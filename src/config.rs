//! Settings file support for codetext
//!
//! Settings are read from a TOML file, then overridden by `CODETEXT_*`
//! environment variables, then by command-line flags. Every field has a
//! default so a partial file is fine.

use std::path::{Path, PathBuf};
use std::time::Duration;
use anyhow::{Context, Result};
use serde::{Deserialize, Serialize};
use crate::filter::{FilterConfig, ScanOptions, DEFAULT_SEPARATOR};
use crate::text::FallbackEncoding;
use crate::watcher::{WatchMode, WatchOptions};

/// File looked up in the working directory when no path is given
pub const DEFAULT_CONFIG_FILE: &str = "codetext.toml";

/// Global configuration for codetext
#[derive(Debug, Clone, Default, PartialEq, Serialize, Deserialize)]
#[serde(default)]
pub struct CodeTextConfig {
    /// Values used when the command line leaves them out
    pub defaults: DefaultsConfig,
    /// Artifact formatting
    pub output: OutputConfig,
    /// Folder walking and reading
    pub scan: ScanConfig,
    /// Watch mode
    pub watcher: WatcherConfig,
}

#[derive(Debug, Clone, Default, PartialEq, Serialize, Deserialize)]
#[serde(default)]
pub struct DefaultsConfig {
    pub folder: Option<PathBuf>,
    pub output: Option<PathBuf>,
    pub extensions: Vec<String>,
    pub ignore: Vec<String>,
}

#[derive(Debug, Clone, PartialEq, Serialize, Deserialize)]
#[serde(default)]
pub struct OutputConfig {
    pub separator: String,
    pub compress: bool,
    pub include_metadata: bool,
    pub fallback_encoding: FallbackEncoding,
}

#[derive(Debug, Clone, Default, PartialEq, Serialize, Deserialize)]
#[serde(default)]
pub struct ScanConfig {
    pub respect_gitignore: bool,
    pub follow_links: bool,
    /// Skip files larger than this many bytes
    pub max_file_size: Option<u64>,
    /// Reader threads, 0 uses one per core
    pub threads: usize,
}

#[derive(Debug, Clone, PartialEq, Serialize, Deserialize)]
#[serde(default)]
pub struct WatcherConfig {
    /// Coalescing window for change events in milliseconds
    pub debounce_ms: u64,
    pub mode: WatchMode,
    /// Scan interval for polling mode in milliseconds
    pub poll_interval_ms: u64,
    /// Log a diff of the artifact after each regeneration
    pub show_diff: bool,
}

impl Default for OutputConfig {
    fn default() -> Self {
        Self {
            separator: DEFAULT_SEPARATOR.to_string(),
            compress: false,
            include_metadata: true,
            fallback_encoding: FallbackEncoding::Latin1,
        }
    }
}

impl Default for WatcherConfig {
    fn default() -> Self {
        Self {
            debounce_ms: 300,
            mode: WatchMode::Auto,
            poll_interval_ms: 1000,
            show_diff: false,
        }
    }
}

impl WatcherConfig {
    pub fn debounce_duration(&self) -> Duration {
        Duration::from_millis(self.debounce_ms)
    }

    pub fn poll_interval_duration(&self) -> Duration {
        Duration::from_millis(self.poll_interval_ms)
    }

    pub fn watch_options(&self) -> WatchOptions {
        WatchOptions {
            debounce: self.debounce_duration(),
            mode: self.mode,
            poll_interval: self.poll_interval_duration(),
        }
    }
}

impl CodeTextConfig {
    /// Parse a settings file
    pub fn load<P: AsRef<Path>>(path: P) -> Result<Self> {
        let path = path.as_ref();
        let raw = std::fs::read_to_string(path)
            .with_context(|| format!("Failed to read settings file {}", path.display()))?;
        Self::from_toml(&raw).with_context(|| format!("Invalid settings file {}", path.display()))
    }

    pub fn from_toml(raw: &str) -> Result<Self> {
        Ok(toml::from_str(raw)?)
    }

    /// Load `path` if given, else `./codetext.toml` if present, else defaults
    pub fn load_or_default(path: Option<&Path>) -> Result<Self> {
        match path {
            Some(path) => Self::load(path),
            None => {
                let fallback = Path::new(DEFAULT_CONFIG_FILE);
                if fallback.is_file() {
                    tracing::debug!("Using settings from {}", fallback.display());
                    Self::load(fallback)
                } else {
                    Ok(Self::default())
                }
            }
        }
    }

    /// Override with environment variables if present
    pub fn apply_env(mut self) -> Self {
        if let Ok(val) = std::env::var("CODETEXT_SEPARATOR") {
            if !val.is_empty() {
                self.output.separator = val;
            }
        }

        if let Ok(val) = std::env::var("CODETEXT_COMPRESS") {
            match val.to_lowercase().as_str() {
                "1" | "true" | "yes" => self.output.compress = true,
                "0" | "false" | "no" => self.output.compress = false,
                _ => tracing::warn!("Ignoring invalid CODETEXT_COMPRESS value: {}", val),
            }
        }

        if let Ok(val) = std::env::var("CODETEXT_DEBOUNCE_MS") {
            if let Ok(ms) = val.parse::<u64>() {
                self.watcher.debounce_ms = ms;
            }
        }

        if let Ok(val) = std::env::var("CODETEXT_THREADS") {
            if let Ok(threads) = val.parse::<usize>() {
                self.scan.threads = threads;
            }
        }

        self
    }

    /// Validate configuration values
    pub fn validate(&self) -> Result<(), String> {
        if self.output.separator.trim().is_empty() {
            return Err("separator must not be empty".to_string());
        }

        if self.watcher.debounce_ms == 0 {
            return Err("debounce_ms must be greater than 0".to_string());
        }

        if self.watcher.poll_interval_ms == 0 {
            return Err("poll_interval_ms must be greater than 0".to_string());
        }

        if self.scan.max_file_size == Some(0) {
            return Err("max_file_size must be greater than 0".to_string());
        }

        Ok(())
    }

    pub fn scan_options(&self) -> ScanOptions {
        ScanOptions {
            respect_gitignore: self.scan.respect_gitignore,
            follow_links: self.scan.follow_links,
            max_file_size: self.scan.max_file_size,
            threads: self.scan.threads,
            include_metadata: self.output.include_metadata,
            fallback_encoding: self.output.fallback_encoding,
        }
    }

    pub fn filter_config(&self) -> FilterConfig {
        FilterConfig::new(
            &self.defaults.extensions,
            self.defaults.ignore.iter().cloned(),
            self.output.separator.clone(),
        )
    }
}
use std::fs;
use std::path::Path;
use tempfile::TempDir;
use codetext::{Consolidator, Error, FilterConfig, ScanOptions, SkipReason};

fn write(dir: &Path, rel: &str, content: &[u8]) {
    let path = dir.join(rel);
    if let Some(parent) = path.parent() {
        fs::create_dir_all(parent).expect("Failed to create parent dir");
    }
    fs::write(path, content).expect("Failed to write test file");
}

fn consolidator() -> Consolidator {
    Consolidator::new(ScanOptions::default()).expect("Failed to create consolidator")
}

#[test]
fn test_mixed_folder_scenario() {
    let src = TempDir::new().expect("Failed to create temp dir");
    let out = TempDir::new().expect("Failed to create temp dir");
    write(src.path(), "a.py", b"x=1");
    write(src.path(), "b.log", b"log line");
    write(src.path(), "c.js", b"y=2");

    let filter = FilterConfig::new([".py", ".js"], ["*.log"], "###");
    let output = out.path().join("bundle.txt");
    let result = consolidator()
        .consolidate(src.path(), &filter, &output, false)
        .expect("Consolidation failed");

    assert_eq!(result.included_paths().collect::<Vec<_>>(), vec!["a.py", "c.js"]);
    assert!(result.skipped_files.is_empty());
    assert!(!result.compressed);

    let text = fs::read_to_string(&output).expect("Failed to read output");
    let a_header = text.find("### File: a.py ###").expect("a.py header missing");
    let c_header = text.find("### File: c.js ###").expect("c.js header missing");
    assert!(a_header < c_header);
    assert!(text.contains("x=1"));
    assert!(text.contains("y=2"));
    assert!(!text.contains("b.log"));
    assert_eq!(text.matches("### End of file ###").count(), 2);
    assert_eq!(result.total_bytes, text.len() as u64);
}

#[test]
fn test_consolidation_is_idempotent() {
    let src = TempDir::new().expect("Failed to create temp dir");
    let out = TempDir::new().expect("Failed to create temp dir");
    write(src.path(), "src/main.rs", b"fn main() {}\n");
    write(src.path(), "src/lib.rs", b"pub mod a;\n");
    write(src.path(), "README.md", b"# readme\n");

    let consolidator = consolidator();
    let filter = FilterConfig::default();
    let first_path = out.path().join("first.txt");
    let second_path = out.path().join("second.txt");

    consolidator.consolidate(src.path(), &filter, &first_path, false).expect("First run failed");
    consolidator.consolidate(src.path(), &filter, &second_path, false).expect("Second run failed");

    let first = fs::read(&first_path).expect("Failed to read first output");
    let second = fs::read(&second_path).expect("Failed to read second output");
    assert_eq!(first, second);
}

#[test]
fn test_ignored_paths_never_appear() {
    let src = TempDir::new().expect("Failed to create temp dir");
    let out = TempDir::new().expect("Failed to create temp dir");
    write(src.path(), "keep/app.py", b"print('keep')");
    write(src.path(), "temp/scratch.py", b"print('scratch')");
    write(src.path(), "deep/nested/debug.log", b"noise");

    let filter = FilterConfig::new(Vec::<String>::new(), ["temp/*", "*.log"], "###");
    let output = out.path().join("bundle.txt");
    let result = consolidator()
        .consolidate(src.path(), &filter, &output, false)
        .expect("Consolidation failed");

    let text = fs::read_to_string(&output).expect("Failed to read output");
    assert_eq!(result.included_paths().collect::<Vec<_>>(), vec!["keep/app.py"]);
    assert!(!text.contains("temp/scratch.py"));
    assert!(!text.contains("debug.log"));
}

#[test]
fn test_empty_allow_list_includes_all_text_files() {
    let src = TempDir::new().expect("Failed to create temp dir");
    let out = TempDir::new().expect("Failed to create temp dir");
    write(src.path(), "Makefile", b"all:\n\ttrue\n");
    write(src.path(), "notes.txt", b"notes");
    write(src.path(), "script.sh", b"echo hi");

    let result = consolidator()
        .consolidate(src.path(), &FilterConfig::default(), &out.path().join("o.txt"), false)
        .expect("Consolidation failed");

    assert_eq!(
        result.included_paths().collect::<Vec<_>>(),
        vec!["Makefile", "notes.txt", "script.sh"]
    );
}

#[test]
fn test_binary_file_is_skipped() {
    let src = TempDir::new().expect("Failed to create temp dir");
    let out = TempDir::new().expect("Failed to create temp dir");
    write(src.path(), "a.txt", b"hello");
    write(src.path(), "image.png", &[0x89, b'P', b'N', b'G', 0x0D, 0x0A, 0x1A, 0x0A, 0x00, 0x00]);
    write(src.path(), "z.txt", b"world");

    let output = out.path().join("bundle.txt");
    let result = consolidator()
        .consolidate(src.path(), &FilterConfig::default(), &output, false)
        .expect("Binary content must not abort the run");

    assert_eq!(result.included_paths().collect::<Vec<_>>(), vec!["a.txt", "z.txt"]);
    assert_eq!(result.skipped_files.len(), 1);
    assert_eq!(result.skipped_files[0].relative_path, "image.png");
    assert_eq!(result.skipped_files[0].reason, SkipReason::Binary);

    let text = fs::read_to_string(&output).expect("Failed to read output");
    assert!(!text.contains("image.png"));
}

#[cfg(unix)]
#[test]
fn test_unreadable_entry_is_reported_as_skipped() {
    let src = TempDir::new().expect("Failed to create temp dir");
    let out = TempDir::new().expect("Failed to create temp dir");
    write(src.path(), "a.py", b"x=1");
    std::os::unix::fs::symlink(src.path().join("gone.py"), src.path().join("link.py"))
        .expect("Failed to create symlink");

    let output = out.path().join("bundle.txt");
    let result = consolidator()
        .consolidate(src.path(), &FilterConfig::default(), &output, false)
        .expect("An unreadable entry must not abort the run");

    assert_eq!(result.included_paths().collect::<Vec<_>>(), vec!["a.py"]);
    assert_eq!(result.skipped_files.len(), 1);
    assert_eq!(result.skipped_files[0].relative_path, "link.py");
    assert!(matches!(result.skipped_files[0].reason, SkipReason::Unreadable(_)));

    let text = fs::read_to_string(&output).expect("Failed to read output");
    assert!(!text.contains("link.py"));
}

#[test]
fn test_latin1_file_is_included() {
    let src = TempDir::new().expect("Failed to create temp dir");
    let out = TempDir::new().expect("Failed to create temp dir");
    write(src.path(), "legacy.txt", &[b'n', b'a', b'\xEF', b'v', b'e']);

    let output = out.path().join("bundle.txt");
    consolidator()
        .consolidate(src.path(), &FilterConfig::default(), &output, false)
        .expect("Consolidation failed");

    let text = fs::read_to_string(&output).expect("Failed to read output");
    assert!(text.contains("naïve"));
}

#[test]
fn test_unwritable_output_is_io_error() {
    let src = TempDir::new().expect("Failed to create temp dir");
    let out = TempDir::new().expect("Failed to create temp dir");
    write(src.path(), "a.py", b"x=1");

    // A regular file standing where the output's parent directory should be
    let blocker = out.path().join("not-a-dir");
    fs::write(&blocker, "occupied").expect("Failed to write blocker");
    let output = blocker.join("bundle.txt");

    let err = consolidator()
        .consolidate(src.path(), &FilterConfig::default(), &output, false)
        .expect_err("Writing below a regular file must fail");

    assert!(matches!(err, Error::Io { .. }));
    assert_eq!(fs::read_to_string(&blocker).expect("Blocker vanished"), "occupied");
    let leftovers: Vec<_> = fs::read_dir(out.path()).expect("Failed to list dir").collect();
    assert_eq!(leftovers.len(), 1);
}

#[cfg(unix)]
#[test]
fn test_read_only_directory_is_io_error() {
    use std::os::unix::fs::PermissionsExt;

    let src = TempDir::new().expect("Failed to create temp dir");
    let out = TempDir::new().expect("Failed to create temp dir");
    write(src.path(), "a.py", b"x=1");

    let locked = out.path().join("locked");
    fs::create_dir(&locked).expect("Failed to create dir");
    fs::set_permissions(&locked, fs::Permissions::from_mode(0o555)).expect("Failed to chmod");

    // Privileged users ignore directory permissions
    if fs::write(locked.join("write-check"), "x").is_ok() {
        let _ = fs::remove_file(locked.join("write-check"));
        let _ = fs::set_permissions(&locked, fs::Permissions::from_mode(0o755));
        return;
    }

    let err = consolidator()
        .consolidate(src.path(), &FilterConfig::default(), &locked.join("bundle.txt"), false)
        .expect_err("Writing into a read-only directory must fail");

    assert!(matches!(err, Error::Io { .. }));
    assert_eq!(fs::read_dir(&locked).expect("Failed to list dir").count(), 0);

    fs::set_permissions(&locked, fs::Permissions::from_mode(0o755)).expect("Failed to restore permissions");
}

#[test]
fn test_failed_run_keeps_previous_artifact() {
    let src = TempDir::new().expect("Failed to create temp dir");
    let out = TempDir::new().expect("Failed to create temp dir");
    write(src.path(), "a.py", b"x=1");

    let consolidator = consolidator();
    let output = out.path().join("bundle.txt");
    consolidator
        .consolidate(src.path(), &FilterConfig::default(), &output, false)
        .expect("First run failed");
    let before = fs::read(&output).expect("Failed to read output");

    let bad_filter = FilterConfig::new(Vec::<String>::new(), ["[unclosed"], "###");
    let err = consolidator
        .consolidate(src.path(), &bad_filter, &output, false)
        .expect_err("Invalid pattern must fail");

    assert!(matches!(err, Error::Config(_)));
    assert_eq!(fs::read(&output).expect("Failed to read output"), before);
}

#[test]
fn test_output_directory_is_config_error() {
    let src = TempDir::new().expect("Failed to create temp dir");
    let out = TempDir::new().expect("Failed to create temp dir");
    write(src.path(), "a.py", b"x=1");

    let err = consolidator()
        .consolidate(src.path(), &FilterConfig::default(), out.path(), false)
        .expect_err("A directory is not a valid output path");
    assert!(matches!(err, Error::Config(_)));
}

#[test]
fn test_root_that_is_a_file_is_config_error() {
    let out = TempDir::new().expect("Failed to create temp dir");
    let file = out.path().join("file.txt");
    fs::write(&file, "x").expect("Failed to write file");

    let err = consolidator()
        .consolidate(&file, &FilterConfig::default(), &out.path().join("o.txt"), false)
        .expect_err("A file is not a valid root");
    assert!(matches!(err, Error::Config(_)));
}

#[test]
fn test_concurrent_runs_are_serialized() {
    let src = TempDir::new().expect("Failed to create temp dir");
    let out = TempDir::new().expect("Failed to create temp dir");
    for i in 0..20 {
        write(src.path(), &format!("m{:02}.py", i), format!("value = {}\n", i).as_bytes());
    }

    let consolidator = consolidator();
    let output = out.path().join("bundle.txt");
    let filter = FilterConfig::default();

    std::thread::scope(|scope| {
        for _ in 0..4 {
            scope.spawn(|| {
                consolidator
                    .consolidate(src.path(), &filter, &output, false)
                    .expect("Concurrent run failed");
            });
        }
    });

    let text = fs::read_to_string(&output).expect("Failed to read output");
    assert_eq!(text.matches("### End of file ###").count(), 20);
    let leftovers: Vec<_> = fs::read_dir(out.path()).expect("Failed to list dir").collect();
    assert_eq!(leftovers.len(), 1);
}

__________________________________________________

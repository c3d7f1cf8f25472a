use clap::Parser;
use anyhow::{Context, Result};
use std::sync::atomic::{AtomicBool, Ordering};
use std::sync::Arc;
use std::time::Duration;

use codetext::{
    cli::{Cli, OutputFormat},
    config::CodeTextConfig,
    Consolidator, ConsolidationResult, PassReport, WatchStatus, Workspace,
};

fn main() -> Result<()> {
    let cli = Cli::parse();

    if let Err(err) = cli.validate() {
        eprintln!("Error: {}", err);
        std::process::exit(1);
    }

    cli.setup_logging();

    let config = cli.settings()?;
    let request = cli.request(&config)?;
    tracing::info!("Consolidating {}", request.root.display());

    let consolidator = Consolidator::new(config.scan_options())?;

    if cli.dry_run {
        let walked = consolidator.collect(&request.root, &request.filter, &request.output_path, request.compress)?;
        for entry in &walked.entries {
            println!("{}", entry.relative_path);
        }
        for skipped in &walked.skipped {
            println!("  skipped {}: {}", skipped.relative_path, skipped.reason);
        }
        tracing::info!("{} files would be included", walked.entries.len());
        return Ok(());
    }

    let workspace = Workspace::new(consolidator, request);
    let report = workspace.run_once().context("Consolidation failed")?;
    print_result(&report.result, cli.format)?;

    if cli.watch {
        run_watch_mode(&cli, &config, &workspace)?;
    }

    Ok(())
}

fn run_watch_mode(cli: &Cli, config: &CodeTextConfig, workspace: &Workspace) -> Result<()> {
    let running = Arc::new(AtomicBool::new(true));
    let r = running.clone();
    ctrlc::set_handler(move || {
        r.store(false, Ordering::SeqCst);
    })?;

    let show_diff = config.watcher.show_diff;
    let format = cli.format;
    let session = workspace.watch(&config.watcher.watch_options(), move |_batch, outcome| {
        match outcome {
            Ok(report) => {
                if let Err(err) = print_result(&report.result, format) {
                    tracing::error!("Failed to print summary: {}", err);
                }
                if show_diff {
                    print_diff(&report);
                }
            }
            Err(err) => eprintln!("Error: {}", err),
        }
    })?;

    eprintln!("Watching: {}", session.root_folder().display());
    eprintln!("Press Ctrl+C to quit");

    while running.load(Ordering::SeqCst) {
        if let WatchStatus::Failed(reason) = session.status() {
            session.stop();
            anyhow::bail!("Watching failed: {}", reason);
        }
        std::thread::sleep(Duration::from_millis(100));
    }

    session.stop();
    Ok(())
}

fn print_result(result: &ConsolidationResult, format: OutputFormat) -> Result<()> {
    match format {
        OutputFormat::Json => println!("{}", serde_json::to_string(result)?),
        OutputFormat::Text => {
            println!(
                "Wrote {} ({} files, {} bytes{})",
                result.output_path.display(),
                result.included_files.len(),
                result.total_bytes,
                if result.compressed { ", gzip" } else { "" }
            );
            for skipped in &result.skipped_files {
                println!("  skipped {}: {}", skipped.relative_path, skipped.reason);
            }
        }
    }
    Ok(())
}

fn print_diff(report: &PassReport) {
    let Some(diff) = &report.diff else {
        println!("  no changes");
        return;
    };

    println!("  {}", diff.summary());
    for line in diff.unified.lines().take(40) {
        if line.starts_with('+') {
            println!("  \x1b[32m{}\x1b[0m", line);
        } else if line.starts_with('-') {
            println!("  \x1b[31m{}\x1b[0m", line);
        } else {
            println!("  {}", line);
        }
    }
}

__________________________________________________

Look through the data above and report every line in which "request" appears.

## Reply
    let request = cli.request(&config)?;
    tracing::info!("Consolidating {}", request.root.display());
        let walked = consolidator.collect(&request.root, &request.filter, &request.output_path, request.compress)?;
    let workspace = Workspace::new(consolidator, request);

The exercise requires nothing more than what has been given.